If global variables are common and certain databases have many reads and writes
of the same global variable, then a direct step may have performance problems,
since the straight-forward implementation is just a cartesian product of reads
and writes for each global variable. In this case it can be beneficial to
remove the cartesian product by introducing an intermediate `Node` for the
value of each global variable.

Note that, jump steps of course also can be used to implement other
cross-callable flow. As an example Java also uses this mechanism for variable
capture flow. But beware that this will lose the call context, so normal
inter-procedural flow should use argument-parameter-, and return-outnode-flow
as described above.

## Field flow

The library supports tracking flow through field stores and reads. In order to
support this, a class `Content` and two predicates
`storeStep(Node node1, Content f, Node node2)` and
`readStep(Node node1, Content f, Node node2)` must be defined. It generally
makes sense for stores to target `PostUpdateNode`s, but this is not a strict
requirement. Besides this, certain nodes must have associated
`PostUpdateNode`s.
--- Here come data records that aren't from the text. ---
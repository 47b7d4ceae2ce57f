// Copyright (C) 2026 BiscaArena
//
// This program is free software: you can redistribute it and/or modify
// it under the terms of the GNU General Public License as published by
// the Free Software Foundation, either version 3 of the License, or
// (at your option) any later version.
//
// This program is distributed in the hope that it will be useful,
// but WITHOUT ANY WARRANTY; without even the implied warranty of
// MERCHANTABILITY or FITNESS FOR A PARTICULAR PURPOSE.  See the
// GNU General Public License for more details.
//
// You should have received a copy of the GNU General Public License
// along with this program.  If not, see <https://www.gnu.org/licenses/>.

//! Realtime Bisca engine: axum WebSocket surface over the in-memory game
//! registry, with Redis-backed crash recovery and cross-node event
//! mirroring, house-bot workers, and platform callbacks for identity and
//! match settlement.

mod api;
mod bot;
mod engine;
mod gateway;
mod manager;
mod recovery;
mod watchdog;

use std::net::SocketAddr;
use std::sync::Arc;
use std::time::Duration;

use anyhow::Context;
use bisca_common::{
    DEFAULT_BOT_MAX_RETRIES, DEFAULT_BOT_RETRY_BASE_MS, DEFAULT_BOT_RETRY_CAP_MS,
    DEFAULT_BOT_THINK_DELAY_MS, DEFAULT_BOT_TIMEOUT_SECONDS, DEFAULT_SNAPSHOT_SYNC_SECONDS,
    DEFAULT_SNAPSHOT_TTL_SECONDS, DEFAULT_TURN_TIMEOUT_SECONDS,
    DEFAULT_WATCHDOG_INTERVAL_SECONDS, GameStatus, TiePolicy, TimeoutAction,
};
use chrono::Utc;
use tracing::{info, warn};

use crate::api::{HttpPlatformClient, IdentityVerifier, MatchRecorder};
use crate::bot::{BotDriver, BotSettings, BotSupervisor, HeuristicBot, Scheduler, TokioScheduler};
use crate::gateway::{AppState, Broadcaster, GameCore, GameRules, build_router, spawn_mirror_consumer};
use crate::manager::GameRegistry;
use crate::recovery::{RedisSnapshotStore, SnapshotStore, reinstate_live_games, run_sync_loop};
use crate::watchdog::run_watchdog;

struct EngineConfig {
    bind_addr: SocketAddr,
    redis_url: Option<String>,
    api_base_url: Option<String>,
    rules: GameRules,
    bot_settings: BotSettings,
    snapshot_sync_seconds: u64,
    snapshot_ttl_seconds: u64,
    watchdog_interval_seconds: u64,
}

impl EngineConfig {
    fn from_env() -> anyhow::Result<EngineConfig> {
        Ok(EngineConfig {
            bind_addr: parse_bind_addr("GAME_SERVER_BIND_ADDR", "0.0.0.0:8090")?,
            redis_url: std::env::var("REDIS_URL").ok(),
            api_base_url: std::env::var("API_BASE_URL").ok(),
            rules: GameRules {
                tie_policy: parse_tie_policy(),
                timeout_action: parse_timeout_action(),
                turn_timeout_seconds: env_parsed(
                    "TURN_TIMEOUT_SECONDS",
                    DEFAULT_TURN_TIMEOUT_SECONDS,
                ),
            },
            bot_settings: BotSettings {
                think_delay: Duration::from_millis(env_parsed(
                    "BOT_THINK_DELAY_MS",
                    DEFAULT_BOT_THINK_DELAY_MS,
                )),
                response_timeout: Duration::from_secs(env_parsed(
                    "BOT_RESPONSE_TIMEOUT_SECONDS",
                    DEFAULT_BOT_TIMEOUT_SECONDS,
                )),
                max_retries: env_parsed("BOT_MAX_RETRIES", DEFAULT_BOT_MAX_RETRIES),
                retry_base_ms: env_parsed("BOT_RETRY_BASE_MS", DEFAULT_BOT_RETRY_BASE_MS),
                retry_cap_ms: env_parsed("BOT_RETRY_CAP_MS", DEFAULT_BOT_RETRY_CAP_MS),
            },
            snapshot_sync_seconds: env_parsed(
                "SNAPSHOT_SYNC_SECONDS",
                DEFAULT_SNAPSHOT_SYNC_SECONDS,
            ),
            snapshot_ttl_seconds: env_parsed("SNAPSHOT_TTL_SECONDS", DEFAULT_SNAPSHOT_TTL_SECONDS),
            watchdog_interval_seconds: env_parsed(
                "WATCHDOG_INTERVAL_SECONDS",
                DEFAULT_WATCHDOG_INTERVAL_SECONDS,
            ),
        })
    }
}

fn env_parsed<T: std::str::FromStr>(name: &str, default: T) -> T {
    std::env::var(name)
        .ok()
        .and_then(|value| value.parse().ok())
        .unwrap_or(default)
}

fn parse_tie_policy() -> TiePolicy {
    match std::env::var("TIE_POLICY") {
        Ok(name) => TiePolicy::from_name(&name).unwrap_or_else(|| {
            warn!(value = %name, "unknown TIE_POLICY; using no_mark");
            TiePolicy::NoMark
        }),
        Err(_) => TiePolicy::NoMark,
    }
}

fn parse_timeout_action() -> TimeoutAction {
    match std::env::var("TIMEOUT_ACTION") {
        Ok(name) => TimeoutAction::from_name(&name).unwrap_or_else(|| {
            warn!(value = %name, "unknown TIMEOUT_ACTION; using auto_play");
            TimeoutAction::AutoPlay
        }),
        Err(_) => TimeoutAction::AutoPlay,
    }
}

fn parse_bind_addr(var_name: &str, default: &str) -> anyhow::Result<SocketAddr> {
    let value = std::env::var(var_name)
        .ok()
        .unwrap_or_else(|| default.to_string());
    value.parse().context(format!("invalid {var_name}"))
}

#[tokio::main]
async fn main() -> anyhow::Result<()> {
    tracing_subscriber::fmt()
        .with_env_filter(
            std::env::var("RUST_LOG")
                .unwrap_or_else(|_| "game_server=info,bisca_common=info,tower_http=info".to_string()),
        )
        .init();

    let config = EngineConfig::from_env()?;
    let registry = Arc::new(GameRegistry::new());

    let (broadcaster, snapshots) = match &config.redis_url {
        Some(redis_url) => {
            let broadcaster = Arc::new(Broadcaster::with_mirror(redis_url).await?);
            let store =
                RedisSnapshotStore::connect(redis_url, config.snapshot_ttl_seconds).await?;
            (broadcaster, Some(Arc::new(store) as Arc<dyn SnapshotStore>))
        }
        None => {
            info!("REDIS_URL not set; running single-node without snapshot recovery");
            (Arc::new(Broadcaster::new()), None)
        }
    };

    let (verifier, recorder) = match &config.api_base_url {
        Some(base_url) => {
            let client = Arc::new(HttpPlatformClient::new(base_url.clone()));
            (
                Some(client.clone() as Arc<dyn IdentityVerifier>),
                Some(client as Arc<dyn MatchRecorder>),
            )
        }
        None => {
            info!("API_BASE_URL not set; sessions are guests and matches go unrecorded");
            (None, None)
        }
    };

    let scheduler: Arc<dyn Scheduler> = Arc::new(TokioScheduler);
    let core = Arc::new(GameCore {
        registry: registry.clone(),
        broadcaster: broadcaster.clone(),
        snapshots: snapshots.clone(),
        recorder,
        scheduler: scheduler.clone(),
        rules: config.rules,
    });
    let bots = Arc::new(BotSupervisor::new(
        Arc::new(HeuristicBot),
        core.clone() as Arc<dyn BotDriver>,
        scheduler,
        config.bot_settings,
    ));

    if let Some(store) = &snapshots {
        let restored = reinstate_live_games(&registry, store, Utc::now()).await?;
        // Bot turns frozen by the restart resume where they left off, and
        // every reclaimed game announces itself to its players.
        for handle in restored {
            let game = handle.lock().await;
            core.announce_recovery(&game).await;
            if game.status == GameStatus::Playing
                && let (Some(turn), Some(bot_id)) = (&game.current_turn, game.bot_id())
                && *turn == bot_id
            {
                bots.nudge(&game.game_id, game.turn_generation).await;
            }
        }
        tokio::spawn(run_sync_loop(
            registry.clone(),
            store.clone(),
            config.snapshot_sync_seconds,
        ));
    }

    if let Some(redis_url) = &config.redis_url {
        spawn_mirror_consumer(redis_url.clone(), broadcaster.clone());
    }

    tokio::spawn(run_watchdog(
        core.clone(),
        bots.clone(),
        config.watchdog_interval_seconds,
    ));

    let app = build_router(AppState {
        core,
        bots,
        verifier,
    });
    info!(bind_addr = %config.bind_addr, "game-server listening");
    let listener = tokio::net::TcpListener::bind(config.bind_addr).await?;
    axum::serve(listener, app).await?;
    Ok(())
}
The node associated with a `PostUpdateNode` should be
defined by `PostUpdateNode::getPreUpdateNode()`.

`PostUpdateNode`s are generally used when we need two data-flow nodes for a
single AST element in order to distinguish the value before and after some
side-effect (typically a field store, but it may also be addition of taint
through an additional step targeting a `PostUpdateNode`).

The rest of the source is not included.